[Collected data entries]
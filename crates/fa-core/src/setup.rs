//! First-run setup for forwagent
//!
//! Creates the configuration directory, a key pair with a self-signed
//! certificate, an empty trust bundle and a default `config.toml`. Existing
//! artifacts are never overwritten.

use std::fs;
use std::io::Write;
use std::path::{Path, PathBuf};

use anyhow::{bail, Context, Result};
use rcgen::{BasicConstraints, CertificateParams, DistinguishedName, DnType, IsCa, KeyPair};

use crate::config::{self, ConfigFile, TrustPaths};
use crate::tls::{self, Fingerprint};

/// Setup result containing paths to generated files
#[derive(Debug)]
pub struct SetupResult {
    pub config_dir: PathBuf,
    pub paths: TrustPaths,
    pub config_path: PathBuf,
    /// A new key and certificate were written
    pub generated_identity: bool,
    /// An empty trust bundle was created
    pub created_trust_bundle: bool,
    /// Fingerprint of the certificate in `cert.pem`
    pub fingerprint: Fingerprint,
}

/// PEM-encoded key and self-signed certificate
pub struct Identity {
    pub key_pem: String,
    pub cert_pem: String,
}

/// Initialize `config_dir`
pub fn init(config_dir: &Path) -> Result<SetupResult> {
    if !config_dir.is_dir() {
        tracing::info!("Creating directory: {:?}", config_dir);
        create_private_dir(config_dir)
            .with_context(|| format!("Failed to create config directory: {:?}", config_dir))?;
    }

    let paths = TrustPaths::in_dir(config_dir);
    check_identity_pair(&paths)?;

    let generated_identity = if !paths.key.exists() && !paths.cert.exists() {
        tracing::info!("Generating key and certificate...");
        let name = format!(
            "{}-{}",
            gethostname::gethostname().to_string_lossy(),
            hex::encode(rand::random::<[u8; 4]>())
        );
        let identity = generate_identity(&name)?;

        write_private(&paths.key, identity.key_pem.as_bytes())
            .with_context(|| format!("Failed to write key to {:?}", paths.key))?;
        tracing::info!("Wrote key to: {:?}", paths.key);

        fs::write(&paths.cert, identity.cert_pem.as_bytes())
            .with_context(|| format!("Failed to write certificate to {:?}", paths.cert))?;
        tracing::info!("Wrote cert to: {:?}", paths.cert);
        true
    } else {
        false
    };

    let created_trust_bundle = if !paths.trusted.exists() {
        tracing::info!("Creating empty trust bundle: {:?}", paths.trusted);
        fs::write(&paths.trusted, b"")
            .with_context(|| format!("Failed to create {:?}", paths.trusted))?;
        true
    } else {
        false
    };

    let config_path = config_dir.join(config::CONFIG_FILE);
    if !config_path.exists() {
        config::save_config(&config_path, &ConfigFile::default())
            .with_context(|| "Failed to write config file")?;
        tracing::info!("Created default configuration");
    }

    let fingerprint = tls::load_certificates(&paths.cert)?
        .first()
        .map(|cert| Fingerprint::of(cert))
        .with_context(|| format!("No certificate in {:?}", paths.cert))?;

    Ok(SetupResult {
        config_dir: config_dir.to_path_buf(),
        paths,
        config_path,
        generated_identity,
        created_trust_bundle,
        fingerprint,
    })
}

/// A key without its certificate (or the reverse) cannot be repaired by init
fn check_identity_pair(paths: &TrustPaths) -> Result<()> {
    match (paths.key.exists(), paths.cert.exists()) {
        (true, false) => bail!(
            "Certificate {:?} is missing but key {:?} exists; restore the certificate or remove the key to generate a new identity",
            paths.cert,
            paths.key
        ),
        (false, true) => bail!(
            "Key {:?} is missing but certificate {:?} exists; restore the key or remove the certificate to generate a new identity",
            paths.key,
            paths.cert
        ),
        _ => Ok(()),
    }
}

/// Generate a key pair and a self-signed CA certificate named `common_name`
pub fn generate_identity(common_name: &str) -> Result<Identity> {
    let mut params = CertificateParams::new(Vec::<String>::new())
        .context("Failed to build certificate parameters")?;

    let mut dn = DistinguishedName::new();
    dn.push(DnType::CommonName, common_name);
    params.distinguished_name = dn;
    params.is_ca = IsCa::Ca(BasicConstraints::Unconstrained);

    let key_pair = KeyPair::generate().context("Failed to generate key pair")?;
    let cert = params
        .self_signed(&key_pair)
        .context("Failed to self-sign certificate")?;

    Ok(Identity {
        key_pem: key_pair.serialize_pem(),
        cert_pem: cert.pem(),
    })
}

fn create_private_dir(path: &Path) -> std::io::Result<()> {
    let mut builder = fs::DirBuilder::new();
    builder.recursive(true);
    #[cfg(unix)]
    {
        use std::os::unix::fs::DirBuilderExt;
        builder.mode(0o700);
    }
    builder.create(path)
}

fn write_private(path: &Path, contents: &[u8]) -> std::io::Result<()> {
    let mut options = fs::OpenOptions::new();
    options.write(true).create_new(true);
    #[cfg(unix)]
    {
        use std::os::unix::fs::OpenOptionsExt;
        options.mode(0o600);
    }
    let mut file = options.open(path)?;
    file.write_all(contents)
}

> What you will do: Please transcribe exactly the lines above from the line that has "let mut params" up to and including the line that has "let mut file = options.open(path)?;"; no other line belongs in the answer.

> Task result:
    let mut params = CertificateParams::new(Vec::<String>::new())
        .context("Failed to build certificate parameters")?;

    let mut dn = DistinguishedName::new();
    dn.push(DnType::CommonName, common_name);
    params.distinguished_name = dn;
    params.is_ca = IsCa::Ca(BasicConstraints::Unconstrained);

    let key_pair = KeyPair::generate().context("Failed to generate key pair")?;
    let cert = params
        .self_signed(&key_pair)
        .context("Failed to self-sign certificate")?;

    Ok(Identity {
        key_pem: key_pair.serialize_pem(),
        cert_pem: cert.pem(),
    })
}

fn create_private_dir(path: &Path) -> std::io::Result<()> {
    let mut builder = fs::DirBuilder::new();
    builder.recursive(true);
    #[cfg(unix)]
    {
        use std::os::unix::fs::DirBuilderExt;
        builder.mode(0o700);
    }
    builder.create(path)
}

fn write_private(path: &Path, contents: &[u8]) -> std::io::Result<()> {
    let mut options = fs::OpenOptions::new();
    options.write(true).create_new(true);
    #[cfg(unix)]
    {
        use std::os::unix::fs::OpenOptionsExt;
        options.mode(0o600);
    }
    let mut file = options.open(path)?;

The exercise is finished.